╭──
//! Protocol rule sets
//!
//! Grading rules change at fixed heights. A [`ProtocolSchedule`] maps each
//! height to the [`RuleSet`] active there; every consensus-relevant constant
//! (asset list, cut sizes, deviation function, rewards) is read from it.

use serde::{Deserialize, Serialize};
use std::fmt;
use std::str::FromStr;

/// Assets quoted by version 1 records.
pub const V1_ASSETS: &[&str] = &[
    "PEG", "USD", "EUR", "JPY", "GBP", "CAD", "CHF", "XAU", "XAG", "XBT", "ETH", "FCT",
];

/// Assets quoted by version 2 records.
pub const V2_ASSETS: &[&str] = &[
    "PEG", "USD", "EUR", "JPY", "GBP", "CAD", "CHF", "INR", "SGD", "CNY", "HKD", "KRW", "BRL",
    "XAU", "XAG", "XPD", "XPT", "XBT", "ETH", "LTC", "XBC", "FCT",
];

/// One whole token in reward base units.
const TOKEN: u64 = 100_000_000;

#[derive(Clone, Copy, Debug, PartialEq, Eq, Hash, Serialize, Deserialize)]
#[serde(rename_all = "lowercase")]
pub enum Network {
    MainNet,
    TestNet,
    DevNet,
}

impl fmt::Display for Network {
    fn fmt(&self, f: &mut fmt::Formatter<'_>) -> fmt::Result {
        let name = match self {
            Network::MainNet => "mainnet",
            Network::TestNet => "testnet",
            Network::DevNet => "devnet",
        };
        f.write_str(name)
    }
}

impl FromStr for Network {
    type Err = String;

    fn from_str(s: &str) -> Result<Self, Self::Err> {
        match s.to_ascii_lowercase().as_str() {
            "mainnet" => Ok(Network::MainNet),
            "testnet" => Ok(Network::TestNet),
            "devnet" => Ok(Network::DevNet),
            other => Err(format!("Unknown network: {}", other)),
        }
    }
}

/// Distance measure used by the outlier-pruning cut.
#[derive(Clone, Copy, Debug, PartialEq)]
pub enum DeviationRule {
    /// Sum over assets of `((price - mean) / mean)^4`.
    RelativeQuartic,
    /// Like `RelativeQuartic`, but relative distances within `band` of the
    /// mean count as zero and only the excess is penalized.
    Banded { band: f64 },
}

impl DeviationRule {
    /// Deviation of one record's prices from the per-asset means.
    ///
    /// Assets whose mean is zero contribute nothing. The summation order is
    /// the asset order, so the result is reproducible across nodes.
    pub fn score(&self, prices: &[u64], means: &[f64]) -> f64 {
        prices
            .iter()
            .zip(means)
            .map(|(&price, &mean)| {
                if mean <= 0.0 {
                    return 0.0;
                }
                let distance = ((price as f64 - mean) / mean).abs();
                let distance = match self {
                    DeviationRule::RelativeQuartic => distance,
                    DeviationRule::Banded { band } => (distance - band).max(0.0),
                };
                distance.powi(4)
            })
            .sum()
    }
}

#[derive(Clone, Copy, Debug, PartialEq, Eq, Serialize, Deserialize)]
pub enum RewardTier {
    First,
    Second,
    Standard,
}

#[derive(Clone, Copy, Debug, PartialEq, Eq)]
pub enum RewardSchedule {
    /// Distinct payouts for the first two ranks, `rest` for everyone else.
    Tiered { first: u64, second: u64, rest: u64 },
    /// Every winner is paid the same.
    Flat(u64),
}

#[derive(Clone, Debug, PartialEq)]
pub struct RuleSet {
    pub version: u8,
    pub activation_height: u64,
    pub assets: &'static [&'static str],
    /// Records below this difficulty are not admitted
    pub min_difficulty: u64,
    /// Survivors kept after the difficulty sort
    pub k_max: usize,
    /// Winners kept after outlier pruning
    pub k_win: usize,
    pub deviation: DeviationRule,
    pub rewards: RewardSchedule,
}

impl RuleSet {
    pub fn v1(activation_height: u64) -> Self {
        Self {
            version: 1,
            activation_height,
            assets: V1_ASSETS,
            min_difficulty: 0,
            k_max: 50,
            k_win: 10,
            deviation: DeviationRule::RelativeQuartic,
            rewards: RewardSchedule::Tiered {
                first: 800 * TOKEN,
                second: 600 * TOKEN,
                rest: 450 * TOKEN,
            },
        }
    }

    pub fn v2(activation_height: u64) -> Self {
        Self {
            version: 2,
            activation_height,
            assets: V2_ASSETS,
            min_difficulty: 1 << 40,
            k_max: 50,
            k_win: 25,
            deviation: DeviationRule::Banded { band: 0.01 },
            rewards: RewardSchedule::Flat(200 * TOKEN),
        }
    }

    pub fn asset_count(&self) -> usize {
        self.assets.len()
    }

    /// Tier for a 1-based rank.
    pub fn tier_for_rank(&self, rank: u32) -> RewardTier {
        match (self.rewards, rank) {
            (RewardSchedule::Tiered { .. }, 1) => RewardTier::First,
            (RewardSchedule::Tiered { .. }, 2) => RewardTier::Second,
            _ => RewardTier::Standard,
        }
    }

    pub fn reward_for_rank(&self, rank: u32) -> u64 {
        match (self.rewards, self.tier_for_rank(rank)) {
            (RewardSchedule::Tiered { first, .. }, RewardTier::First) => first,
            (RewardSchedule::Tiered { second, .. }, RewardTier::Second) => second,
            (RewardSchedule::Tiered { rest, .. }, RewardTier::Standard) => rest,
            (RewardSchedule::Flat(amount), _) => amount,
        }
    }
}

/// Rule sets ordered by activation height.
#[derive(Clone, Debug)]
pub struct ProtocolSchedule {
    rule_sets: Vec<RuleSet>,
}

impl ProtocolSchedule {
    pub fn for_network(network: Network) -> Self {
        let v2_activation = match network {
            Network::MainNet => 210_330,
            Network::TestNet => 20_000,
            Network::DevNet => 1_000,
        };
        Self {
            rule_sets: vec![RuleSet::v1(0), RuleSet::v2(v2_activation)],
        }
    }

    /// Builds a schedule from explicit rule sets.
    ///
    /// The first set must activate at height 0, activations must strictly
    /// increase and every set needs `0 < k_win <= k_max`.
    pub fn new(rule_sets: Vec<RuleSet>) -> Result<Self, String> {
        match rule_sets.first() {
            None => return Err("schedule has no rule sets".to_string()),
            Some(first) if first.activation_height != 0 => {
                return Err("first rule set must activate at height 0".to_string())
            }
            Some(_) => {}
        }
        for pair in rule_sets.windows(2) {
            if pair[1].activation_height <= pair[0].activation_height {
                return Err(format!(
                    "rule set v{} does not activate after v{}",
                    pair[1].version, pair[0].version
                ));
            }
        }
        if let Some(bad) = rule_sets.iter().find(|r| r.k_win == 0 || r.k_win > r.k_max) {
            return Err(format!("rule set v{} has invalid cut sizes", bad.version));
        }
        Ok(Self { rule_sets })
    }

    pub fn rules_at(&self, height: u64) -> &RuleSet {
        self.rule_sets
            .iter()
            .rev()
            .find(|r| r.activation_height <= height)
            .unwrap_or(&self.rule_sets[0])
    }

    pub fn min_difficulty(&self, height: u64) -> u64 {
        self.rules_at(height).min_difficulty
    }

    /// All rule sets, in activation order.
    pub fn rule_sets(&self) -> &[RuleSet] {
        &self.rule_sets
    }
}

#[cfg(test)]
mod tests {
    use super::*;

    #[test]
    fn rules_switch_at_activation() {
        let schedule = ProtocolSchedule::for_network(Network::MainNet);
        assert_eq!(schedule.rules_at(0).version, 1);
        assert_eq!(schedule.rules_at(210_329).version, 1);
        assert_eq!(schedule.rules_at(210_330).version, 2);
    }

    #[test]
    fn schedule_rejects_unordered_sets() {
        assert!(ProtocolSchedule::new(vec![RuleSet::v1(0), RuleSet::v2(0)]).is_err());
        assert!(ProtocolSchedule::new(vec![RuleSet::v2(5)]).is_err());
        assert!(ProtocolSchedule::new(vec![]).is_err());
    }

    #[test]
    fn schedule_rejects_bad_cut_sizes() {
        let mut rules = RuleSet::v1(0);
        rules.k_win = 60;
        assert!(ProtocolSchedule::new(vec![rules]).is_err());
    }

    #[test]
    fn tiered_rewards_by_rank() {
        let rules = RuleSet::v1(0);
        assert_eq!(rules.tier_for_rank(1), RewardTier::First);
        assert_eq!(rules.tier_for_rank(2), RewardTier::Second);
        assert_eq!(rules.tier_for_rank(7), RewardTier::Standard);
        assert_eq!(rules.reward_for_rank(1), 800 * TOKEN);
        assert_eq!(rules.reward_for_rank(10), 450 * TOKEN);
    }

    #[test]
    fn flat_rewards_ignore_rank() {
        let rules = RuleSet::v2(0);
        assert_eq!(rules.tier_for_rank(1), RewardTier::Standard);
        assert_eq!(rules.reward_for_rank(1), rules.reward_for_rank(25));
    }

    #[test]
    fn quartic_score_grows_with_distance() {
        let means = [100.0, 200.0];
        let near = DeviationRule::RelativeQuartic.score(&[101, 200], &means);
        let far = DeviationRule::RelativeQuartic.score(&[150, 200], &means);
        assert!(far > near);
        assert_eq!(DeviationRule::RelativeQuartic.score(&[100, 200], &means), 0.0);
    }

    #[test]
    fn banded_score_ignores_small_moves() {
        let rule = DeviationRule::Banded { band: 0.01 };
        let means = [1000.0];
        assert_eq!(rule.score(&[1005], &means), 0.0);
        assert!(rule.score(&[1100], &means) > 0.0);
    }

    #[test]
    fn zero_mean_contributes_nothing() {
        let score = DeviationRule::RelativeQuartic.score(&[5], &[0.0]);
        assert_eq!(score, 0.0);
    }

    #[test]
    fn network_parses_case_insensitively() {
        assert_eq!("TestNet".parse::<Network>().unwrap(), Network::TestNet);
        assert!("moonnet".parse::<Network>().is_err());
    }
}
╰──
╭──
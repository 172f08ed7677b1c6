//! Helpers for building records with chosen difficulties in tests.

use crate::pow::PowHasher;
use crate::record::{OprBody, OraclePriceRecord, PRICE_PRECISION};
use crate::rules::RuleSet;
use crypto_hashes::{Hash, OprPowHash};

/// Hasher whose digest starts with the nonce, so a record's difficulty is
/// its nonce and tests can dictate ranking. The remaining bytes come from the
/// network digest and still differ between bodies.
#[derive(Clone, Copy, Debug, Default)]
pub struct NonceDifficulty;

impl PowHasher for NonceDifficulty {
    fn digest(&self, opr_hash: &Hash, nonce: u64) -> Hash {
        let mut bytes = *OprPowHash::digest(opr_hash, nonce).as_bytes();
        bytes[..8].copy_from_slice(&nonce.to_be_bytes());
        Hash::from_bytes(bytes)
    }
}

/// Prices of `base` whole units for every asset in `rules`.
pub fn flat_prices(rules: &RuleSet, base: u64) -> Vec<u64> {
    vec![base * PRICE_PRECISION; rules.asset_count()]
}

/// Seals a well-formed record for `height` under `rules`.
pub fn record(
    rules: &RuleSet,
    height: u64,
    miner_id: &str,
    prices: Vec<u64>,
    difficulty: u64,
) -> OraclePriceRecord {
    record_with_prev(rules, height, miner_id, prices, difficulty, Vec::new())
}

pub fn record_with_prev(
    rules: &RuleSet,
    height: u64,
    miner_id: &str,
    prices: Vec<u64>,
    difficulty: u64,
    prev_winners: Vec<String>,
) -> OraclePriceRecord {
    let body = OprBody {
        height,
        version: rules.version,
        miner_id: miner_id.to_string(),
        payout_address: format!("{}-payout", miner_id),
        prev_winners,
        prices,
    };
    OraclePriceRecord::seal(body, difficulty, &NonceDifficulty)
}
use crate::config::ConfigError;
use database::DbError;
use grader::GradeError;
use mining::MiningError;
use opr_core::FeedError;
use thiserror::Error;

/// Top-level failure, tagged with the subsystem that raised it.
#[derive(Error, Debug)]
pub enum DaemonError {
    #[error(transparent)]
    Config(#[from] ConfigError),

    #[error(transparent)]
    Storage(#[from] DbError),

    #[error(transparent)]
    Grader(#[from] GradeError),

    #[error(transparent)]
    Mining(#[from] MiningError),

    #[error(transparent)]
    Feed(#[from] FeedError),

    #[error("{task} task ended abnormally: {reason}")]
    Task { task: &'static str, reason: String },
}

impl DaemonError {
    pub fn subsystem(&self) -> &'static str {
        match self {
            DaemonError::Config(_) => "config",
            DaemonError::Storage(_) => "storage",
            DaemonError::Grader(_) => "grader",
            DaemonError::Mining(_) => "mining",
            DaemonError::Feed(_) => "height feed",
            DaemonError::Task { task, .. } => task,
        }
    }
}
╰──
_PROBLEM DESCRIPTION_. Above are the records. Copy the lines beginning at the one that has "#[cfg(test)]" and ending with the one that has "rules.k_win = 60;", unchanged.

_WRITTEN REPLY_.
#[cfg(test)]
mod tests {
    use super::*;

    #[test]
    fn rules_switch_at_activation() {
        let schedule = ProtocolSchedule::for_network(Network::MainNet);
        assert_eq!(schedule.rules_at(0).version, 1);
        assert_eq!(schedule.rules_at(210_329).version, 1);
        assert_eq!(schedule.rules_at(210_330).version, 2);
    }

    #[test]
    fn schedule_rejects_unordered_sets() {
        assert!(ProtocolSchedule::new(vec![RuleSet::v1(0), RuleSet::v2(0)]).is_err());
        assert!(ProtocolSchedule::new(vec![RuleSet::v2(5)]).is_err());
        assert!(ProtocolSchedule::new(vec![]).is_err());
    }

    #[test]
    fn schedule_rejects_bad_cut_sizes() {
        let mut rules = RuleSet::v1(0);
        rules.k_win = 60;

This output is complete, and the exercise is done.